Overall, however, the Kremlin must bring the now leaderless Wagner army with thousands of fighters, for example in Africa or Belarus, under its control. Russia has always insisted that it will not give up its interests in Africa. However, the first Wagner mercenaries are already complaining publicly that they no longer get any money – and cannot even pay for their treatment in the hospital.

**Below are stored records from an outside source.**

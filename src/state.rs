use std::sync::Arc;

use crate::auth::nonce::NonceIssuer;
use crate::config::Config;
use crate::credential::ServiceCredential;
use crate::relay::Relay;

pub type SharedState = Arc<AppState>;

/// Read-only after startup; shared by every request.
pub struct AppState {
    pub config: Config,
    pub credential: ServiceCredential,
    pub nonces: NonceIssuer,
    pub relay: Arc<dyn Relay>,
}

impl AppState {
    pub fn new(config: Config, credential: ServiceCredential, relay: Arc<dyn Relay>) -> Self {
        let nonces = NonceIssuer::new(&config.nonce_secret, config.nonce_ttl);
        Self {
            config,
            credential,
            nonces,
            relay,
        }
    }
}
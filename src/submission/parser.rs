use std::collections::HashMap;

use axum::http::HeaderMap;

pub type FormFields = HashMap<String, String>;

/// Decode a form body based on its Content-Type. Browsers posting `FormData`
/// send multipart; plain HTML forms send urlencoded.
pub async fn parse_form(headers: &HeaderMap, body: bytes::Bytes) -> Result<FormFields, String> {
    let content_type = headers
        .get("content-type")
        .and_then(|v| v.to_str().ok())
        .unwrap_or("application/x-www-form-urlencoded");
    // MIME types are case-insensitive; the boundary parameter is not.
    let mime = content_type.to_ascii_lowercase();

    if mime.contains("multipart/form-data") {
        parse_multipart(content_type, body).await
    } else if mime.contains("application/x-www-form-urlencoded") {
        parse_form_urlencoded(&body)
    } else {
        Err(format!("Unsupported content type: {content_type}"))
    }
}

pub fn parse_form_urlencoded(body: &[u8]) -> Result<FormFields, String> {
    std::str::from_utf8(body).map_err(|e| format!("Invalid UTF-8: {e}"))?;
    // Last occurrence wins for repeated keys.
    let map = form_urlencoded::parse(body)
        .map(|(k, v)| (k.into_owned(), v.into_owned()))
        .collect();
    Ok(map)
}

async fn parse_multipart(content_type: &str, body: bytes::Bytes) -> Result<FormFields, String> {
    let boundary =
        multer::parse_boundary(content_type).map_err(|_| "Missing multipart boundary".to_string())?;

    let stream = futures_util::stream::once(async { Ok::<_, std::io::Error>(body) });
    let mut multipart = multer::Multipart::new(stream, boundary);

    let mut map = FormFields::new();
    while let Some(field) = multipart
        .next_field()
        .await
        .map_err(|e| format!("Multipart error: {e}"))?
    {
        let Some(name) = field.name().map(str::to_string) else {
            continue;
        };
        let value = field
            .text()
            .await
            .map_err(|e| format!("Field read error: {e}"))?;
        map.insert(name, value);
    }

    Ok(map)
}
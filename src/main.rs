use anyhow::{bail, Context, Result};
use nwalign::{AlignConfig, AlignMode, AlignTask, Alignment};

const USAGE: &str = "usage: nwalign [--banded] [--radius N] [--length N] [--score-only] SEQ1 SEQ2";

fn main() -> Result<()> {
    env_logger::init();

    let mut config = AlignConfig {
        task: AlignTask::Path,
        ..AlignConfig::default()
    };
    let mut sequences = Vec::new();

    let mut args = std::env::args().skip(1);
    while let Some(arg) = args.next() {
        match arg.as_str() {
            "--banded" => config.mode = AlignMode::Banded,
            "--score-only" => config.task = AlignTask::Score,
            "--radius" => {
                config.band_radius = args
                    .next()
                    .context("--radius expects a value")?
                    .parse()
                    .context("--radius expects an integer")?;
            }
            "--length" => {
                let length = args
                    .next()
                    .context("--length expects a value")?
                    .parse()
                    .context("--length expects an integer")?;
                config.align_length = Some(length);
            }
            _ => sequences.push(arg),
        }
    }

    let [seq1, seq2] = sequences.as_slice() else {
        bail!(USAGE);
    };

    let result = Alignment::run(config, seq1, seq2)?;
    match result.score {
        Some(score) => {
            println!("score: {score}");
            if let Some((aligned1, aligned2)) = result.aligned {
                println!("{aligned1}");
                println!("{aligned2}");
            }
        }
        None => println!("No alignment possible"),
    }

    Ok(())
}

The celebrity’s funeral is also a widely discussed question: will Prigozhin, who bore the title Hero of Russia, be buried with military honors at the national memorial complex with Heroes’ Alley and monuments near Moscow? Or in his hometown of St. Petersburg? Or, as suggested by a Moscow deputy, in the eastern Ukrainian town of Bakhmut, which the Wagner army had captured? According to Prigozhin critics, the latter variant is suitable so that nobody can make a pilgrimage there.
Kremlin leaves open whether Putin will attend Prigozhin’s funeral
Many of the country’s cities already have memorials to the Wagner boss, who was valued by many ordinary Russians for his sharp criticism of the power apparatus. Kremlin spokesman Dmitry Peskov said it was unclear whether the president would attend the funeral. His schedule is very full.
However, it should be clear that Prigozhin will not be seen off with an open coffin, as is customary in the Russian Orthodox Church. Investigators quickly explain that the bodies were burned and disfigured from hitting the ground. The fact that no one gets to see Prigozhin’s corpse is likely to fuel the myth of conspiracy theorists that everything is possibly just a staging – and the businessman lives somewhere else under a new identity.
The political scientist Sergei Markov, who is close to the Kremlin, was also able to gain something from this version, as stated in the propaganda program Solovyov Live. This would take away the “internal tension” from Prigozhin’s followers; and it also helps the Kremlin, because that eliminates the question of whether the power apparatus is to blame for the crash. “As long as people believe in myths, they don’t ask questions,” said Markov.